Karen Farrington

Karen Farrington is a writer and former Fleet Street journalist whose published work includes titles on social and military history, together with a range of non-fiction TV companion books.

Over the last 20 years she has been commissioned by some of the UK’s leading publishers to present often complex subjects in a concise, engaging style – seen most recently with the Christmas 2019 best-seller The Repair Shop (BBC Books). Farrington also worked as lead researcher for The Life And Times of Call The Midwife (the companion to series one and two; BBC Books)

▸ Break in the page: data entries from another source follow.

/*
 * Copyright Bret Ambrose. All Rights Reserved.
 * SPDX-License-Identifier: Apache-2.0.
 */

use crate::decode::utils::*;
use crate::encode::EncodingContext;
use crate::encode::utils::*;
use crate::error::{MqttError, MqttResult};
use crate::logging::*;
use crate::mqtt::*;
use crate::mqtt::utils::*;

use log::*;
use std::fmt;

/// Data model of an [MQTT5 SUBSCRIBE](https://docs.oasis-open.org/mqtt/mqtt/v5.0/os/mqtt-v5.0-os.html#_Toc3901161) packet.
#[derive(Clone, Debug, Default, Eq, PartialEq)]
pub struct SubscribePacket {

    /// Packet id associated with this SUBSCRIBE.  Must be non-zero.
    pub packet_id: u16,

    /// List of topic filter subscriptions that the client wishes to listen to
    pub subscriptions: Vec<Subscription>,

    /// A positive integer to associate with all subscriptions in this request.  Publish packets that
    /// match a subscription in this request should include this identifier in the resulting message.
    ///
    /// MQTT5 only.
    pub subscription_identifier: Option<u32>,

    /// Set of MQTT5 user properties included with the packet.
    ///
    /// MQTT5 only.
    pub user_properties: Option<Vec<UserProperty>>,
}

fn compute_subscription_options_byte(subscription: &Subscription) -> u8 {
    let mut options = subscription.qos as u8;

    if subscription.no_local {
        options |= SUBSCRIPTION_OPTIONS_NO_LOCAL_MASK;
    }

    if subscription.retain_as_published {
        options |= SUBSCRIPTION_OPTIONS_RETAIN_AS_PUBLISHED_MASK;
    }

    options |= (subscription.retain_handling_type as u8) << SUBSCRIPTION_OPTIONS_RETAIN_HANDLING_SHIFT;

    options
}

fn compute_subscribe_packet_lengths(packet: &SubscribePacket, inclusion: PropertyInclusion) -> MqttResult<(u32, u32)> {
    let mut property_section_length = 0;

    if inclusion == PropertyInclusion::All {
        property_section_length += compute_user_properties_length(&packet.user_properties);
    }

    // the subscription identifier is semantically load-bearing and is never dropped
    if let Some(subscription_identifier) = packet.subscription_identifier {
        property_section_length += 1 + compute_variable_length_integer_encode_size(subscription_identifier as usize)?;
    }

    let mut total_remaining_length : usize = 2 + compute_variable_length_integer_encode_size(property_section_length)? + property_section_length;
    for subscription in &packet.subscriptions {
        total_remaining_length += 3 + subscription.topic_filter.len();
    }

    Ok((total_remaining_length as u32, property_section_length as u32))
}

pub(crate) fn write_subscribe_packet(packet: &SubscribePacket, context: &EncodingContext, dest: &mut Vec<u8>) -> MqttResult<usize> {
    let start = dest.len();

    if context.protocol_version != ProtocolVersion::Mqtt5 {
        let mut total_remaining_length : usize = 2;
        for subscription in &packet.subscriptions {
            total_remaining_length += 3 + subscription.topic_filter.len();
        }

        if !fits_within_maximum_packet_size(total_remaining_length as u32, context.maximum_packet_size)? {
            debug!("SubscribePacket Encode - packet does not fit within the maximum packet size");
            return Ok(0);
        }

        dest.push(SUBSCRIBE_FIRST_BYTE);
        encode_vli(total_remaining_length as u32, dest)?;
        write_u16(dest, packet.packet_id);

        // 3.x subscription options are just the requested qos
        for subscription in &packet.subscriptions {
            write_length_prefixed_string(dest, &subscription.topic_filter);
            dest.push(subscription.qos as u8);
        }

        return Ok(dest.len() - start);
    }

    let selection = select_property_inclusion(context.maximum_packet_size, |inclusion| { compute_subscribe_packet_lengths(packet, inclusion) })?;
    let Some((inclusion, total_remaining_length, property_section_length)) = selection else {
        debug!("SubscribePacket Encode - packet does not fit within the maximum packet size");
        return Ok(0);
    };

    dest.push(SUBSCRIBE_FIRST_BYTE);
    encode_vli(total_remaining_length, dest)?;
    write_u16(dest, packet.packet_id);
    encode_vli(property_section_length, dest)?;

    if let Some(subscription_identifier) = packet.subscription_identifier {
        dest.push(PROPERTY_KEY_SUBSCRIPTION_IDENTIFIER);
        encode_vli(subscription_identifier, dest)?;
    }

    if inclusion == PropertyInclusion::All {
        write_user_properties(dest, &packet.user_properties);
    }

    for subscription in &packet.subscriptions {
        write_length_prefixed_string(dest, &subscription.topic_filter);
        dest.push(compute_subscription_options_byte(subscription));
    }

    Ok(dest.len() - start)
}

fn decode_subscribe_properties(property_bytes: &[u8], packet : &mut SubscribePacket) -> MqttResult<()> {
    let mut mutable_property_bytes = property_bytes;

    while !mutable_property_bytes.is_empty() {
        let property_key = mutable_property_bytes[0];
        mutable_property_bytes = &mutable_property_bytes[1..];

        match property_key {
            PROPERTY_KEY_SUBSCRIPTION_IDENTIFIER => {
                if packet.subscription_identifier.is_some() {
                    error!("SubscribePacket Decode - duplicate subscription identifier");
                    return Err(MqttError::new_decoding_failure("duplicate subscription identifier for subscribe packet"));
                }

                let mut subscription_identifier : usize = 0;
                mutable_property_bytes = decode_vli_into_mutable(mutable_property_bytes, &mut subscription_identifier)?;
                packet.subscription_identifier = Some(subscription_identifier as u32);
            }
            PROPERTY_KEY_USER_PROPERTY => { mutable_property_bytes = decode_user_property(mutable_property_bytes, &mut packet.user_properties)?; }
            _ => {
                error!("SubscribePacket Decode - invalid property type ({})", property_key);
                return Err(MqttError::new_decoding_failure("invalid property type for subscribe packet"));
            }
        }
    }

    Ok(())
}

fn decode_subscription_options(options: u8, subscription: &mut Subscription) -> MqttResult<()> {
    // bits 6-7 are reserved
    if (options & 0xC0) != 0 {
        error!("SubscribePacket Decode - reserved subscription option bits set");
        return Err(MqttError::new_decoding_failure("reserved subscription option bits set"));
    }

    subscription.qos = convert_u8_to_quality_of_service(options & QOS_MASK)?;
    subscription.no_local = (options & SUBSCRIPTION_OPTIONS_NO_LOCAL_MASK) != 0;
    subscription.retain_as_published = (options & SUBSCRIPTION_OPTIONS_RETAIN_AS_PUBLISHED_MASK) != 0;
    subscription.retain_handling_type = convert_u8_to_retain_handling_type((options >> SUBSCRIPTION_OPTIONS_RETAIN_HANDLING_SHIFT) & 0x03)?;

    Ok(())
}

pub(crate) fn decode_subscribe_packet(first_byte: u8, packet_body: &[u8], protocol_version: ProtocolVersion) -> MqttResult<Box<MqttPacket>> {
    if first_byte != SUBSCRIBE_FIRST_BYTE {
        error!("SubscribePacket Decode - invalid first byte");
        return Err(MqttError::new_decoding_failure("invalid first byte for subscribe packet"));
    }

    let mut box_packet = Box::new(MqttPacket::Subscribe(SubscribePacket { ..Default::default() }));

    if let MqttPacket::Subscribe(packet) = box_packet.as_mut() {
        let mut mutable_body = packet_body;
        mutable_body = decode_u16(mutable_body, &mut packet.packet_id)?;

        if protocol_version == ProtocolVersion::Mqtt5 {
            let mut properties_length : usize = 0;
            mutable_body = decode_vli_into_mutable(mutable_body, &mut properties_length)?;
            if properties_length > mutable_body.len() {
                error!("SubscribePacket Decode - property length exceeds overall packet length");
                return Err(MqttError::new_decoding_failure("property length exceeds overall packet length for subscribe packet"));
            }

            let properties_bytes = &mutable_body[..properties_length];
            mutable_body = &mutable_body[properties_length..];

            decode_subscribe_properties(properties_bytes, packet)?;
        }

        while !mutable_body.is_empty() {
            let mut subscription = Subscription {
                ..Default::default()
            };

            mutable_body = decode_length_prefixed_string(mutable_body, &mut subscription.topic_filter)?;

            let mut options : u8 = 0;
            mutable_body = decode_u8(mutable_body, &mut options)?;

            if protocol_version == ProtocolVersion::Mqtt5 {
                decode_subscription_options(options, &mut subscription)?;
            } else {
                // 3.x reserves everything above the qos bits
                if (options & !QOS_MASK) != 0 {
                    error!("SubscribePacket Decode - reserved 3.x subscription option bits set");
                    return Err(MqttError::new_decoding_failure("reserved 3.x subscription option bits set"));
                }

                subscription.qos = convert_u8_to_quality_of_service(options)?;
            }

            packet.subscriptions.push(subscription);
        }

        return Ok(box_packet);
    }

    panic!("SubscribePacket Decode - Internal error");
}

impl fmt::Display for SubscribePacket {
    fn fmt(&self, f: &mut fmt::Formatter) -> fmt::Result {
        write!(f, "SubscribePacket {{")?;
        log_primitive_value!(self.packet_id, f, "packet_id");
        log_optional_primitive_value!(self.subscription_identifier, f, "subscription_identifier", value);
        log_user_properties!(self.user_properties, f, "user_properties", value);
        write!(f, " subscriptions: [")?;
        for (i, subscription) in self.subscriptions.iter().enumerate() {
            write!(f, " {}: {{ topic_filter:\"{}\" qos:{} no_local:{} retain_as_published:{} retain_handling_type:{} }}",
                i,
                subscription.topic_filter,
                quality_of_service_to_str(subscription.qos),
                subscription.no_local,
                subscription.retain_as_published,
                retain_handling_type_to_str(subscription.retain_handling_type))?;
        }
        write!(f, " ] }}")
    }
}

#[cfg(test)]
mod tests {
    use super::*;
    use crate::decode::testing::*;

    #[test]
    fn subscribe_round_trip_encode_decode_basic() {
        let packet = SubscribePacket {
            packet_id: 123,
            subscriptions: vec!(
                Subscription { topic_filter: "hello/world".to_string(), qos: QualityOfService::AtLeastOnce, ..Default::default() },
            ),
            ..Default::default()
        };

        assert!(do_round_trip_encode_decode_test(&MqttPacket::Subscribe(packet)));
    }

    #[test]
    fn subscribe_round_trip_encode_decode_all_fields() {
        let packet = SubscribePacket {
            packet_id: 123,
            subscriptions: vec!(
                Subscription {
                    topic_filter: "a/b/+/#".to_string(),
                    qos: QualityOfService::ExactlyOnce,
                    no_local: true,
                    retain_as_published: true,
                    retain_handling_type: RetainHandlingType::DontSend,
                },
                Subscription {
                    topic_filter: "c/d".to_string(),
                    qos: QualityOfService::AtMostOnce,
                    retain_handling_type: RetainHandlingType::SendOnSubscribeIfNew,
                    ..Default::default()
                },
            ),
            subscription_identifier: Some(262144),
            user_properties: Some(vec!(
                UserProperty { name: "Worms".to_string(), value: "inmyhead".to_string() },
            )),
        };

        assert!(do_round_trip_encode_decode_test(&MqttPacket::Subscribe(packet)));
    }

    #[test]
    fn subscribe_round_trip_encode_decode_311() {
        let packet = SubscribePacket {
            packet_id: 123,
            subscriptions: vec!(
                Subscription { topic_filter: "hello/world".to_string(), qos: QualityOfService::AtLeastOnce, ..Default::default() },
                Subscription { topic_filter: "dogs/+/cats".to_string(), qos: QualityOfService::ExactlyOnce, ..Default::default() },
            ),
            ..Default::default()
        };

        assert!(do_round_trip_encode_decode_test_versioned(&MqttPacket::Subscribe(packet), ProtocolVersion::Mqtt311));
    }

    #[test]
    fn subscribe_decode_failure_bad_fixed_header() {
        let packet = SubscribePacket {
            packet_id: 123,
            subscriptions: vec!(
                Subscription { topic_filter: "hello/world".to_string(), ..Default::default() },
            ),
            ..Default::default()
        };

        do_fixed_header_flag_decode_failure_test(&MqttPacket::Subscribe(packet), 0x01);
    }

    #[test]
    fn subscribe_decode_failure_invalid_qos() {
        let packet = SubscribePacket {
            packet_id: 123,
            subscriptions: vec!(
                Subscription { topic_filter: "hello/world".to_string(), ..Default::default() },
            ),
            ..Default::default()
        };

        let corrupt_subscription_qos = | bytes: &[u8] | -> Vec<u8> {
            let mut clone = bytes.to_vec();

            // the subscription options byte is last
            *clone.last_mut().unwrap() = 0x03;
            clone
        };

        do_mutated_decode_failure_test(&MqttPacket::Subscribe(packet), corrupt_subscription_qos);
    }

    #[test]
    fn subscribe_decode_failure_reserved_option_bits() {
        let packet = SubscribePacket {
            packet_id: 123,
            subscriptions: vec!(
                Subscription { topic_filter: "hello/world".to_string(), ..Default::default() },
            ),
            ..Default::default()
        };

        let corrupt_subscription_options = | bytes: &[u8] | -> Vec<u8> {
            let mut clone = bytes.to_vec();
            *clone.last_mut().unwrap() |= 0x80;
            clone
        };

        do_mutated_decode_failure_test(&MqttPacket::Subscribe(packet), corrupt_subscription_options);
    }

    #[test]
    fn subscribe_decode_failure_311_reserved_option_bits() {
        // packet id 1, filter "a", options byte with the no-local bit set
        let bytes = [0x82u8, 0x06u8, 0x00u8, 0x01u8, 0x00u8, 0x01u8, b'a', 0x04u8];

        let context = crate::decode::DecodingContext {
            protocol_version: ProtocolVersion::Mqtt311,
            ..Default::default()
        };

        let mut decoder = crate::decode::Decoder::new();
        let mut decoded_packets = std::collections::VecDeque::new();
        assert!(decoder.decode_bytes(&bytes, &context, &mut decoded_packets).is_err());
    }

    #[test]
    fn subscribe_decode_failure_packet_size() {
        let packet = SubscribePacket {
            packet_id: 123,
            subscriptions: vec!(
                Subscription { topic_filter: "hello/world".to_string(), qos: QualityOfService::AtLeastOnce, ..Default::default() },
            ),
            subscription_identifier: Some(1),
            ..Default::default()
        };

        do_inbound_size_decode_failure_test(&MqttPacket::Subscribe(packet));
    }
}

Other recent BBC Books titles include Springwatch: The 2019 Almanac (with Michael Bright), Murder, Mystery and My Family: A True Crime Casebook, Great Victorian Railway Journeys: How Britain was Built by Victorian Steam Power and Great Lives: As Heard on Radio 4 (with Matthew Parris).

Previous works on military history include The Blitzed City (Aurum) an account of the Coventry Blitz and Witness To World War II (Blitz) – both of which focused on recounting history through the eyes of those who saw it.

Books

The Angels of Englemere Wood

Karen Farrington

The inspiring, uplifting true story of a group of London girls dispatched to a children’s home in rural England during the Blitz, and the formidable matron who transformed their lives

Life in Britain between the two world wars was arduous and daunting. Working people laboured to stave off the spectres of disease, hunger and homelessness, and against this troubled backdrop, children inevitably came off worst.

This is the true story of a group of poor London girls who, to escape the merciless bombing of the Luftwaffe, were dispatched to a children’s home in Ascot. Where once they heard the throb of railways and tasted the smoke of locomotives, now there was birdsong and a whole new set of escapades to enjoy. And under the care of the formidable but kindly Matron Doris Bailey – the Angel of Englemere – the lives of the girls were utterly transformed.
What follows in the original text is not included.